HOW TO COMPLETE THIS TASK: From the entries, copy every line that carries the string "HyperClient".

INPUT: Begin

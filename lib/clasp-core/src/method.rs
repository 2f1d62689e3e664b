//! HTTP method types.

use derive_more::Display;

/// HTTP request method.
#[derive(Debug, Clone, Copy, PartialEq, Eq, Hash, Display)]
pub enum Method {
    /// GET method - retrieve a resource.
    #[display("GET")]
    Get,
    /// POST method - create a resource.
    #[display("POST")]
    Post,
    /// PUT method - replace a resource.
    #[display("PUT")]
    Put,
    /// DELETE method - remove a resource.
    #[display("DELETE")]
    Delete,
    /// PATCH method - partially update a resource.
    #[display("PATCH")]
    Patch,
    /// HEAD method - retrieve headers only.
    #[display("HEAD")]
    Head,
    /// OPTIONS method - retrieve allowed methods.
    #[display("OPTIONS")]
    Options,
}

impl Method {
    /// Returns `true` if the method is idempotent and a request using it can
    /// be replayed by a retry policy without caller opt-in.
    #[must_use]
    pub const fn is_idempotent(&self) -> bool {
        matches!(
            self,
            Self::Get | Self::Head | Self::Options | Self::Put | Self::Delete
        )
    }
}

impl From<Method> for http::Method {
    fn from(method: Method) -> Self {
        match method {
            Method::Get => Self::GET,
            Method::Post => Self::POST,
            Method::Put => Self::PUT,
            Method::Delete => Self::DELETE,
            Method::Patch => Self::PATCH,
            Method::Head => Self::HEAD,
            Method::Options => Self::OPTIONS,
        }
    }
}

impl TryFrom<http::Method> for Method {
    type Error = crate::Error;

    fn try_from(method: http::Method) -> Result<Self, Self::Error> {
        match method {
            http::Method::GET => Ok(Self::Get),
            http::Method::POST => Ok(Self::Post),
            http::Method::PUT => Ok(Self::Put),
            http::Method::DELETE => Ok(Self::Delete),
            http::Method::PATCH => Ok(Self::Patch),
            http::Method::HEAD => Ok(Self::Head),
            http::Method::OPTIONS => Ok(Self::Options),
            other => Err(crate::Error::InvalidRequest(format!(
                "unsupported HTTP method: {other}"
            ))),
        }
    }
}
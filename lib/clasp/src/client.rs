//! HTTP transport implementation using hyper-util.

use std::collections::HashMap;
use std::time::Duration;

use async_trait::async_trait;
use bytes::Bytes;
use http_body_util::{BodyExt, Full};
use hyper_rustls::HttpsConnector;
use hyper_util::{
    client::legacy::{Client, connect::HttpConnector},
    rt::TokioExecutor,
};

use clasp_core::{Error, HttpClient, Request, RequestOptions, Response, Result};

use crate::connector::https_connector;

/// The default [`HttpClient`]: a pooled hyper client with rustls TLS.
///
/// Connect timeouts are enforced by the connector, read timeouts per call
/// from the [`RequestOptions`] passed to [`execute`](HttpClient::execute).
#[derive(Clone)]
pub struct HyperClient {
    inner: Client<HttpsConnector<HttpConnector>, Full<Bytes>>,
}

impl HyperClient {
    /// Create a client with the default connect timeout.
    #[must_use]
    pub fn new() -> Self {
        Self::with_connect_timeout(RequestOptions::default().connect_timeout)
    }

    /// Create a client with an explicit connect timeout.
    #[must_use]
    pub fn with_connect_timeout(connect_timeout: Duration) -> Self {
        let connector = https_connector(connect_timeout);
        let inner = Client::builder(TokioExecutor::new()).build(connector);
        Self { inner }
    }

    fn build_hyper_request(request: Request<Bytes>) -> Result<http::Request<Full<Bytes>>> {
        let (method, url, headers, body) = request.into_parts();

        let mut builder = http::Request::builder()
            .method(http::Method::from(method))
            .uri(url.as_str());

        for (name, value) in &headers {
            builder = builder.header(name.as_str(), value.as_str());
        }

        let body = body.map_or_else(Full::default, Full::new);
        builder
            .body(body)
            .map_err(|e| Error::invalid_request(e.to_string()))
    }

    fn extract_headers(headers: &http::HeaderMap) -> HashMap<String, String> {
        headers
            .iter()
            .filter_map(|(name, value)| {
                value
                    .to_str()
                    .ok()
                    .map(|v| (name.to_string(), v.to_string()))
            })
            .collect()
    }

    #[allow(clippy::needless_pass_by_value)]
    fn map_hyper_error(err: hyper_util::client::legacy::Error) -> Error {
        let msg = err.to_string();

        if err.is_connect() {
            return Error::connection(msg);
        }

        if msg.contains("ssl") || msg.contains("tls") || msg.contains("certificate") {
            return Error::tls(msg);
        }

        Error::connection(msg)
    }
}

impl Default for HyperClient {
    fn default() -> Self {
        Self::new()
    }
}

impl std::fmt::Debug for HyperClient {
    fn fmt(&self, f: &mut std::fmt::Formatter<'_>) -> std::fmt::Result {
        f.write_str("HyperClient")
    }
}

#[async_trait]
impl HttpClient for HyperClient {
    async fn execute(
        &self,
        request: Request<Bytes>,
        options: &RequestOptions,
    ) -> Result<Response<Bytes>> {
        let hyper_request = Self::build_hyper_request(request)?;

        // The read timeout bounds the whole exchange, body included. A
        // response whose body stalls mid-stream must not hang the caller.
        tokio::time::timeout(options.read_timeout, async {
            let response = self
                .inner
                .request(hyper_request)
                .await
                .map_err(Self::map_hyper_error)?;

            let status = response.status().as_u16();
            let response_headers = Self::extract_headers(response.headers());

            let body = response
                .into_body()
                .collect()
                .await
                .map_err(|e| Error::connection(e.to_string()))?
                .to_bytes();

            Ok(Response::new(status, response_headers, body))
        })
        .await
        .map_err(|_| Error::Timeout)?
    }
}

INPUT: End

TASK RESULT:
pub struct HyperClient {
impl HyperClient {
impl Default for HyperClient {
impl std::fmt::Debug for HyperClient {
        f.write_str("HyperClient")
impl HttpClient for HyperClient {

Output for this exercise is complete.